• _To do_
Copy exactly the line containing "let cloud = generate_with(&p, &mut seeded(8)).unwrap();" and all lines after it, through the last line of the material below; omit everything before it.

• _Exercise data_

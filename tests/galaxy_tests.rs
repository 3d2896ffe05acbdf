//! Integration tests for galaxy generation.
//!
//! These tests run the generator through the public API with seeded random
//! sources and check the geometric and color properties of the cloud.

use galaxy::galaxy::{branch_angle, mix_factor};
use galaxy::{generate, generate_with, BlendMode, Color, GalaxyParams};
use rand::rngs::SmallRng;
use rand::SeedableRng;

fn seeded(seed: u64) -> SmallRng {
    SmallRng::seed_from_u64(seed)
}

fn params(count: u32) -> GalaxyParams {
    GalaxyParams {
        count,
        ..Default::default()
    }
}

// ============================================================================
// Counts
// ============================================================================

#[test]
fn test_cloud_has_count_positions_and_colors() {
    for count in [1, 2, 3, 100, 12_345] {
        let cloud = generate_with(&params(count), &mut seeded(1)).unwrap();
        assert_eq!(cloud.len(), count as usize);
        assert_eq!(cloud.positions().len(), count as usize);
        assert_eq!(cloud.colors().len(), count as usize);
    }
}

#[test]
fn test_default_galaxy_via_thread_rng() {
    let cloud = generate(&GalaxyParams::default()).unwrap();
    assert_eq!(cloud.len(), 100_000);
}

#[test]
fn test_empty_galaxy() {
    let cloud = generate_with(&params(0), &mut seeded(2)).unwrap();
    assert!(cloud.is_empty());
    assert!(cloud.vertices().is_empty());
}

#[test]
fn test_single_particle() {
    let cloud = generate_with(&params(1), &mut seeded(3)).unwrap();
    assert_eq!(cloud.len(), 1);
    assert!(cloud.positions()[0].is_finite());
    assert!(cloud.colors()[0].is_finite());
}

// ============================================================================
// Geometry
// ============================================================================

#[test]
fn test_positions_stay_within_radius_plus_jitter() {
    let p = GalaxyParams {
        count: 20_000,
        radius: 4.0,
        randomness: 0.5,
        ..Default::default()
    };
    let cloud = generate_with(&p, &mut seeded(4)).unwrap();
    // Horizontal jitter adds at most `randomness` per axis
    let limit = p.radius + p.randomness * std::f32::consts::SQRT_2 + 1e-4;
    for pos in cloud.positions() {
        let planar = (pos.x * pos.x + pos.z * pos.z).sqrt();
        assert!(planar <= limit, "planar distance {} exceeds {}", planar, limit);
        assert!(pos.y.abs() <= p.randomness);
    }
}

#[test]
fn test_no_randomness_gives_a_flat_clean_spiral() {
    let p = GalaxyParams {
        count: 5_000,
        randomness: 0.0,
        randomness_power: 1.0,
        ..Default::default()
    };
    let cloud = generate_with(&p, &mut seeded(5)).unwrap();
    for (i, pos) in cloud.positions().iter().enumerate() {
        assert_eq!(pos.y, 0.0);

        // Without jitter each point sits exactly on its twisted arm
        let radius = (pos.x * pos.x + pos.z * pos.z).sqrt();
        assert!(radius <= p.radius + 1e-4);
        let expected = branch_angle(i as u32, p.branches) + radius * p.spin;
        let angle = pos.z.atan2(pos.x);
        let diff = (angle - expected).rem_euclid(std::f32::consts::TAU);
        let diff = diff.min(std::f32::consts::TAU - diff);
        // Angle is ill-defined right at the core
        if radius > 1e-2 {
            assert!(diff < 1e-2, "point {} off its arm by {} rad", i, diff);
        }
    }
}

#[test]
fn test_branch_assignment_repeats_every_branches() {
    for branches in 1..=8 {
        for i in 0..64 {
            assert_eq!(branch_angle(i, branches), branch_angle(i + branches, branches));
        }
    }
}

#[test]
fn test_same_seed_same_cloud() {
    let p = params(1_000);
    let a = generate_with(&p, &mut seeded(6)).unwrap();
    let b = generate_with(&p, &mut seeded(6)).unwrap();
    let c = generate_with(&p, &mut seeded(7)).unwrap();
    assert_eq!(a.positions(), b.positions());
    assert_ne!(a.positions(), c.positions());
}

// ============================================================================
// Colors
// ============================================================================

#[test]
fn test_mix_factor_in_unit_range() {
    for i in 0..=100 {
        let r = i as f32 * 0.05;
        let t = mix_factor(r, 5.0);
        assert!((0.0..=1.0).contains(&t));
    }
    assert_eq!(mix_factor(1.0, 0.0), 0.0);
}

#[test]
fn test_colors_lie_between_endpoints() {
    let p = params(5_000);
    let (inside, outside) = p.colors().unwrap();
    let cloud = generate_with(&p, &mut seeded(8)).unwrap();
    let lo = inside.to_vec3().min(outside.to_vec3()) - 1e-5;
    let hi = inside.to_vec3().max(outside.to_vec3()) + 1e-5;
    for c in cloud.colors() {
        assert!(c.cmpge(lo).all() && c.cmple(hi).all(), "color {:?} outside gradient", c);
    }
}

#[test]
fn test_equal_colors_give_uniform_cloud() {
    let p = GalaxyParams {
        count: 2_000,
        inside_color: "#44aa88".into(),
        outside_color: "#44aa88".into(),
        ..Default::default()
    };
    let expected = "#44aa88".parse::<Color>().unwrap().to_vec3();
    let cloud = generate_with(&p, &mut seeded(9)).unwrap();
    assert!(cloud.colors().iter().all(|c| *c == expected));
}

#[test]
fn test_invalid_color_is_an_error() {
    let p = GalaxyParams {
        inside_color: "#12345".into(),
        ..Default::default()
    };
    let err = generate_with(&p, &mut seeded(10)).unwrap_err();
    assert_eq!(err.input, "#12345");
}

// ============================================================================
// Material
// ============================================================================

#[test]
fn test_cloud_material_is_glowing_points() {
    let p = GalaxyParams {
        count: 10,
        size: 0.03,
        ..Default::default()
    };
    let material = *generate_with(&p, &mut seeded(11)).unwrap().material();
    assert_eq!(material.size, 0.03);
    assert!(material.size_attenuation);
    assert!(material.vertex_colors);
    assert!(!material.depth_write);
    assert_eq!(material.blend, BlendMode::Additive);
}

• _Solution to this problem_
    let cloud = generate_with(&p, &mut seeded(8)).unwrap();
    let lo = inside.to_vec3().min(outside.to_vec3()) - 1e-5;
    let hi = inside.to_vec3().max(outside.to_vec3()) + 1e-5;
    for c in cloud.colors() {
        assert!(c.cmpge(lo).all() && c.cmple(hi).all(), "color {:?} outside gradient", c);
    }
}

#[test]
fn test_equal_colors_give_uniform_cloud() {
    let p = GalaxyParams {
        count: 2_000,
        inside_color: "#44aa88".into(),
        outside_color: "#44aa88".into(),
        ..Default::default()
    };
    let expected = "#44aa88".parse::<Color>().unwrap().to_vec3();
    let cloud = generate_with(&p, &mut seeded(9)).unwrap();
    assert!(cloud.colors().iter().all(|c| *c == expected));
}

#[test]
fn test_invalid_color_is_an_error() {
    let p = GalaxyParams {
        inside_color: "#12345".into(),
        ..Default::default()
    };
    let err = generate_with(&p, &mut seeded(10)).unwrap_err();
    assert_eq!(err.input, "#12345");
}

// ============================================================================
// Material
// ============================================================================

#[test]
fn test_cloud_material_is_glowing_points() {
    let p = GalaxyParams {
        count: 10,
        size: 0.03,
        ..Default::default()
    };
    let material = *generate_with(&p, &mut seeded(11)).unwrap().material();
    assert_eq!(material.size, 0.03);
    assert!(material.size_attenuation);
    assert!(material.vertex_colors);
    assert!(!material.depth_write);
    assert_eq!(material.blend, BlendMode::Additive);
}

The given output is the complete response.